ABOUT THIS TASK
The answer is all of the data, repeated exactly.

PROVIDED RECORDS below:

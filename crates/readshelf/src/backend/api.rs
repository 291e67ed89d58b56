//! Backend API contract for the book-tracking service.
//!
//! The backend owns persistence and duplicate detection. The client never
//! guesses its own matching heuristic — classification is whatever the
//! preview endpoint says it is.

use serde::{Deserialize, Serialize};

use crate::error::Result;
use crate::import::ImportedBook;

/// Request body for both the preview and import endpoints.
#[derive(Debug, Serialize)]
pub struct ImportRequest<'a> {
    pub books: &'a [ImportedBook],
}

/// Response from `POST /api/import/goodreads/preview`.
#[derive(Debug, Clone, Serialize, Deserialize)]
pub struct PreviewResponse {
    /// The submitted records, possibly reordered by the backend.
    pub books: Vec<ImportedBook>,
    /// Records not yet in the user's library.
    #[serde(rename = "new")]
    pub new_books: usize,
    /// Records the backend matched against the existing library.
    pub duplicates: usize,
}

/// Response from `POST /api/import/goodreads`.
#[derive(Debug, Clone, Copy, Serialize, Deserialize)]
pub struct CommitResponse {
    /// Number of records the backend imported.
    pub imported: usize,
    /// Number the backend skipped (already linked or invalid). Not all
    /// backends report this.
    #[serde(default)]
    pub skipped: usize,
}

/// Book-tracking backend operations used by the import flow.
///
/// Implementations must be thread-safe (Send + Sync) so one backend handle
/// can be shared across sessions.
pub trait BookshelfApi: Send + Sync {
    /// Classify records against the user's existing library without
    /// importing anything.
    fn preview_import(&self, books: &[ImportedBook]) -> Result<PreviewResponse>;

    /// Import the full record set.
    fn import_books(&self, books: &[ImportedBook]) -> Result<CommitResponse>;

    /// Name of this backend (for logging/debugging).
    fn name(&self) -> &str;
}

End of PROVIDED RECORDS.

COMPLETED TASK
filename crates/readshelf/src/backend/api.rs
repository 291e67ed89d58b56
//! Backend API contract for the book-tracking service.
//!
//! The backend owns persistence and duplicate detection. The client never
//! guesses its own matching heuristic — classification is whatever the
//! preview endpoint says it is.

use serde::{Deserialize, Serialize};

use crate::error::Result;
use crate::import::ImportedBook;

/// Request body for both the preview and import endpoints.
#[derive(Debug, Serialize)]
pub struct ImportRequest<'a> {
    pub books: &'a [ImportedBook],
}

/// Response from `POST /api/import/goodreads/preview`.
#[derive(Debug, Clone, Serialize, Deserialize)]
pub struct PreviewResponse {
    /// The submitted records, possibly reordered by the backend.
    pub books: Vec<ImportedBook>,
    /// Records not yet in the user's library.
    #[serde(rename = "new")]
    pub new_books: usize,
    /// Records the backend matched against the existing library.
    pub duplicates: usize,
}

/// Response from `POST /api/import/goodreads`.
#[derive(Debug, Clone, Copy, Serialize, Deserialize)]
pub struct CommitResponse {
    /// Number of records the backend imported.
    pub imported: usize,
    /// Number the backend skipped (already linked or invalid). Not all
    /// backends report this.
    #[serde(default)]
    pub skipped: usize,
}

/// Book-tracking backend operations used by the import flow.
///
/// Implementations must be thread-safe (Send + Sync) so one backend handle
/// can be shared across sessions.
pub trait BookshelfApi: Send + Sync {
    /// Classify records against the user's existing library without
    /// importing anything.
    fn preview_import(&self, books: &[ImportedBook]) -> Result<PreviewResponse>;

    /// Import the full record set.
    fn import_books(&self, books: &[ImportedBook]) -> Result<CommitResponse>;

    /// Name of this backend (for logging/debugging).
    fn name(&self) -> &str;
}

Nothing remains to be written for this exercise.